Terminating a “government” retirement plan
Source: Employee Plans News, Issue 2014-11, dated August 4, 2014

The Internal Revenue Service August 2014 Issue of Employee Plans News has a number of articles concerning terminating an employee defined retirement plan including the following [Click on the text highlighted in color to access the information posted on the Internet):


Terminating a retirement plan

Plan amendments required before termination

Also considered are Internal Revenue Code Section 401(a)retirement plan established and maintained for the employees of:
  • the United States or its agency or instrumentality;
  • a state or political subdivision, or its agency or instrumentality; or
  • an Indian tribal government or its subdivision, or its agency or instrumentality (participants must substantially perform services essential to governmental functions rather than commercial activities.)
Other types of governmental plans include:
  • 403(b) tax-sheltered annuity plans [These plans are also referred to as Tax Deferred Annuity Plans in which participation is typically limited to employees of an educational entity.
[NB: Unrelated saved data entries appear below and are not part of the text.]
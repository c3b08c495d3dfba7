use glam::Vec2;
use serde::{Deserialize, Serialize};

use crate::input::Key;

/// Brush radius bounds and defaults, in screen pixels.
pub const BRUSH_RADIUS_MIN: f32 = 1.0;
pub const BRUSH_RADIUS_MAX: f32 = 10_000.0;
pub const BRUSH_RADIUS_DEFAULT: f32 = 50.0;
/// Radius change applied per wheel notch.
pub const BRUSH_RADIUS_DELTA: f32 = 2.0;

/// Lasso points closer than this (screen pixels) to the previous trail
/// point are dropped to keep freehand outlines from collecting jitter.
const LASSO_MIN_POINT_DISTANCE: f32 = 1.0;

/// The selection tool kinds.
#[derive(Clone, Copy, Debug, PartialEq, Eq, Default, Serialize, Deserialize)]
pub enum SelectionTool {
    /// Two-corner axis-aligned rectangle.
    #[default]
    Rectangle,
    /// Freehand stroke with a circular tip; coverage accumulates while
    /// the pointer is down.
    Brush,
    /// Freehand outline, implicitly closed.
    Lasso,
    /// Click-placed vertices, finalized with the secondary button.
    Polygon,
    /// Single pixel under the pointer, committed on every move.
    Sample,
}

impl SelectionTool {
    pub fn label(&self) -> &'static str {
        match self {
            SelectionTool::Rectangle => "Rectangle",
            SelectionTool::Brush => "Brush",
            SelectionTool::Lasso => "Lasso",
            SelectionTool::Polygon => "Polygon",
            SelectionTool::Sample => "Sample",
        }
    }

    pub fn all() -> &'static [SelectionTool] {
        &[
            SelectionTool::Rectangle,
            SelectionTool::Brush,
            SelectionTool::Lasso,
            SelectionTool::Polygon,
            SelectionTool::Sample,
        ]
    }

    pub fn from_hotkey(key: Key) -> Option<SelectionTool> {
        match key {
            Key::R => Some(SelectionTool::Rectangle),
            Key::B => Some(SelectionTool::Brush),
            Key::L => Some(SelectionTool::Lasso),
            Key::P => Some(SelectionTool::Polygon),
            Key::S => Some(SelectionTool::Sample),
            _ => None,
        }
    }

    /// Whether the mask accumulates across pointer moves instead of being
    /// recomputed from scratch on each one.
    pub fn accumulates(&self) -> bool {
        matches!(self, SelectionTool::Brush)
    }

    /// Whether every pointer move publishes immediately, with no explicit
    /// release needed.
    pub fn auto_commits(&self) -> bool {
        matches!(self, SelectionTool::Sample)
    }

    /// Whether the gesture spans multiple clicks rather than one drag.
    pub fn multi_click(&self) -> bool {
        matches!(self, SelectionTool::Polygon)
    }

    /// Whether `Escape` aborts an in-flight gesture. Drag tools simply end
    /// at pointer release, so only the long-lived outline gestures need a
    /// distinct abort.
    pub fn abortable(&self) -> bool {
        matches!(self, SelectionTool::Lasso | SelectionTool::Polygon)
    }
}

/// How newly covered pixels merge with the existing selection.
#[derive(Clone, Copy, Debug, PartialEq, Eq, Default, Serialize, Deserialize)]
pub enum SelectionModifier {
    /// Discard the existing selection, keep only the covered pixels.
    #[default]
    Replace,
    /// Union with the existing selection.
    Add,
    /// Difference: remove the covered pixels from the existing selection.
    Subtract,
}

impl SelectionModifier {
    pub fn label(&self) -> &'static str {
        match self {
            SelectionModifier::Replace => "Replace",
            SelectionModifier::Add => "Add",
            SelectionModifier::Subtract => "Subtract",
        }
    }

    pub fn all() -> &'static [SelectionModifier] {
        &[
            SelectionModifier::Replace,
            SelectionModifier::Add,
            SelectionModifier::Subtract,
        ]
    }
}

/// Gesture lifecycle. Commit and abort complete synchronously inside
/// [`crate::session::SelectionSession`], so only the two resting phases are
/// ever observable.
#[derive(Clone, Copy, Debug, PartialEq, Eq, Default)]
pub enum GesturePhase {
    #[default]
    Idle,
    Active,
}

/// The geometric state of one selection gesture: the tool kind, the merge
/// modifier locked in at gesture start, the brush radius, and the pointer
/// trail in screen space.
///
/// The trail is deliberately kept in screen coordinates; conversion to
/// world/texture space happens at rasterization time under whatever
/// transforms are live at that moment.
#[derive(Clone, Debug)]
pub struct ToolState {
    pub kind: SelectionTool,
    pub modifier: SelectionModifier,
    /// Brush tip radius in screen pixels, clamped to
    /// [`BRUSH_RADIUS_MIN`, `BRUSH_RADIUS_MAX`].
    brush_radius: f32,
    trail: Vec<Vec2>,
    /// Tentative polygon vertex tracking the pointer between clicks.
    preview: Option<Vec2>,
}

impl ToolState {
    pub fn new(kind: SelectionTool, modifier: SelectionModifier, brush_radius: f32) -> Self {
        Self {
            kind,
            modifier,
            brush_radius: brush_radius.clamp(BRUSH_RADIUS_MIN, BRUSH_RADIUS_MAX),
            trail: Vec::new(),
            preview: None,
        }
    }

    pub fn brush_radius(&self) -> f32 {
        self.brush_radius
    }

    pub fn set_brush_radius(&mut self, radius: f32) {
        self.brush_radius = radius.clamp(BRUSH_RADIUS_MIN, BRUSH_RADIUS_MAX);
    }

    /// Screen-space pointer trail, excluding the polygon preview vertex.
    pub fn trail(&self) -> &[Vec2] {
        &self.trail
    }

    /// Trail plus the tentative preview vertex, for live coverage preview.
    pub fn trail_with_preview(&self) -> Vec<Vec2> {
        let mut points = self.trail.clone();

        if let Some(preview) = self.preview {
            points.push(preview);
        }

        points
    }

    /// Start the gesture at the pressed position.
    pub fn begin_at(&mut self, position: Vec2) {
        self.trail.clear();
        self.preview = None;
        self.trail.push(position);
    }

    /// Append a clicked polygon vertex.
    pub fn add_vertex(&mut self, position: Vec2) {
        self.trail.push(position);
        self.preview = None;
    }

    /// Fold a pointer move into the trail. Returns whether the descriptor
    /// changed (and coverage therefore needs recomputing).
    pub fn pointer_moved(&mut self, position: Vec2) -> bool {
        match self.kind {
            SelectionTool::Rectangle => {
                // Keep exactly the anchor corner and the current corner.
                if self.trail.len() < 2 {
                    self.trail.push(position);
                } else {
                    self.trail[1] = position;
                }
                true
            }
            SelectionTool::Brush => {
                self.trail.push(position);
                true
            }
            SelectionTool::Lasso => {
                let moved_enough = self
                    .trail
                    .last()
                    .is_none_or(|last| last.distance(position) >= LASSO_MIN_POINT_DISTANCE);

                if moved_enough {
                    self.trail.push(position);
                }
                moved_enough
            }
            SelectionTool::Polygon => {
                self.preview = Some(position);
                true
            }
            SelectionTool::Sample => {
                self.trail.clear();
                self.trail.push(position);
                true
            }
        }
    }

    /// The last stroke segment for incremental brush stamping. A single
    /// recorded position yields a degenerate segment (a single dab).
    pub fn last_segment(&self) -> Option<(Vec2, Vec2)> {
        let current = *self.trail.last()?;
        let previous = if self.trail.len() > 1 {
            self.trail[self.trail.len() - 2]
        } else {
            current
        };

        Some((previous, current))
    }
}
See, for example, Education Law Article 8-C, SUNY’s Special Annuity Plan];
  • 457 deferred compensation plans;
  • qualified excess benefit arrangements; and
  • Certain grandfathered 401(k) plans adopted by a governmental entity before May 6, 1986.
The IRS will also conduct a “webinar” on August 14, 2014 at 2:00, EDT, focusing on how the IRS defines the date of termination, final funding requirements, Pension Benefit Guaranty Corporation (PBGC) issues, reversions and what is needed in a notice of intent to terminate the plan.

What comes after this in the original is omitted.